I blink hard, knowing that sting of tears well. I had to grit my teeth and clench my fists to hold it back in so many of the years that followed. Still now, my body is tight with self-loathing.

“Diego probably brought that gun out because he was worried about me.” My words are hardly audible. “I let that man in…”

Her other hand comes to my face, and she holds my jaw with her warm, kind hands, staring into my eyes. “A man like that would have pushed past you anyway… or broken the glass.”

“Diego told me not to open the door.” My heart pounds painfully. “They never caught his killer.”

She slides her hands down my face and lays them on my shoulders, shuffling herself ever closer. “It’s not your fault that other people do the wrong thing.”

I lift my gaze to see what I’ve heard in her affirmation. She said it like a mantra. Empathy pours from the honey glow of her eyes.

She mutters, “Those are your words, not mine, right?”

“It’s not the same.”

“Is it the same that I’ve blamed myself so many times for my mom never coming back?”

My heart tears into a million pieces because I want to say it isn’t anything like my situation. But she’s right.

“The possibilities in both of our situations are infinite, Enzo. And yet we always choose the one where we made mistakes. You think if you had just shoved that door and locked it, your cousin would be here. I think if I’d just been quiet… nicer, helped more… that she never would have abandoned me. Neither of us are right. That man was as set in motion as my mom was.”

I place my hand on her forearm. God, do I want to kiss it and take away the pain that’s crept into her eyes. But she slides her hands off my shoulders and holds on to my fingertips. Our knees touch. There’s a connection here like none I’ve ever felt before.

She strokes the sensitive skin of my hand.

“You’ve made the most of a tragic situation. GhostEye… it’s Diego who’s watching?”

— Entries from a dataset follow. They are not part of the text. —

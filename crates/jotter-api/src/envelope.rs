//! Uniform JSON response envelope.
//!
//! Every response carries `status` (`"success"`, `"fail"` or `"error"`),
//! and optionally `message` and `data`.

use serde::Serialize;

pub const STATUS_SUCCESS: &str = "success";
pub const STATUS_FAIL: &str = "fail";
pub const STATUS_ERROR: &str = "error";

#[derive(Debug, Clone, Serialize)]
pub struct Envelope<T = ()> {
    pub status: &'static str,
    #[serde(skip_serializing_if = "Option::is_none")]
    pub message: Option<String>,
    #[serde(skip_serializing_if = "Option::is_none")]
    pub data: Option<T>,
}

impl<T> Envelope<T> {
    /// `{status: "success", data}`
    pub fn success(data: T) -> Self {
        Self {
            status: STATUS_SUCCESS,
            message: None,
            data: Some(data),
        }
    }

    /// `{status: "success", message, data}`
    pub fn success_with_message(message: impl Into<String>, data: T) -> Self {
        Self {
            status: STATUS_SUCCESS,
            message: Some(message.into()),
            data: Some(data),
        }
    }
}

impl Envelope<()> {
    /// `{status: "success", message}`
    pub fn message(message: impl Into<String>) -> Self {
        Self {
            status: STATUS_SUCCESS,
            message: Some(message.into()),
            data: None,
        }
    }

    /// Client-caused failure: `{status: "fail", message}`
    pub fn fail(message: impl Into<String>) -> Self {
        Self {
            status: STATUS_FAIL,
            message: Some(message.into()),
            data: None,
        }
    }

    /// Internal failure: `{status: "error", message}`
    pub fn error(message: impl Into<String>) -> Self {
        Self {
            status: STATUS_ERROR,
            message: Some(message.into()),
            data: None,
        }
    }
}
//! Envelope responses for requests no route handles.

use jotter_core::defaults;

use crate::error::ApiError;

/// Any path without a route.
pub async fn route_not_found() -> ApiError {
    ApiError::NotFound(defaults::MSG_ROUTE_NOT_FOUND.to_string())
}

/// A known path hit with a method it does not serve.
pub async fn method_not_allowed() -> ApiError {
    ApiError::MethodNotAllowed(defaults::MSG_METHOD_NOT_ALLOWED.to_string())
}
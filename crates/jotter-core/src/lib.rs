//! # jotter-core
//!
//! Core types, traits, and services for the jotter notes API.
//!
//! This crate provides the note data model, payload validation, the
//! [`NoteStore`] abstraction that storage backends implement, and the
//! [`NoteService`] that is the sole mutator of a store.

pub mod defaults;
pub mod error;
pub mod id;
pub mod models;
pub mod service;
pub mod store;
pub mod validation;

// Re-export commonly used types at crate root
pub use error::{Error, Result};
pub use id::generate_note_id;
pub use models::*;
pub use service::NoteService;
pub use store::NoteStore;
pub use validation::Validator;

“I made it my mission to fulfill what he never got a chance to do.”

And a hope that one day I’ll finally feel redeemed. Though I doubt the day will ever come. Despite two therapists speaking the same words Ava just did, hers alone offer a treasure.

There’s something about meeting someone who totally understands the depth of your trauma. If I refute her, I’m only feeding her own pain and validating the lies she tells herself about her mom. Diego wasn’t my fault any more than Ava’s abandonment was hers. Perhaps if I can one day just believe this simple statement, life will change.

I sure want hers to.

There’s something so deserving of a person who works for it. Ava is the kind of person who is paying it forward, whose grit deserves to be rewarded. With so many people seeking handouts in the world, she’s only asked for a chance to prove herself.

Our fingertips linger; I no longer know if she’s holding me or I’m holding her, but feelings are shifting quickly. The silence that passes between us is comfortable, ravenous and protective all at the same time.

I’m falling.

And I don’t even want to catch myself.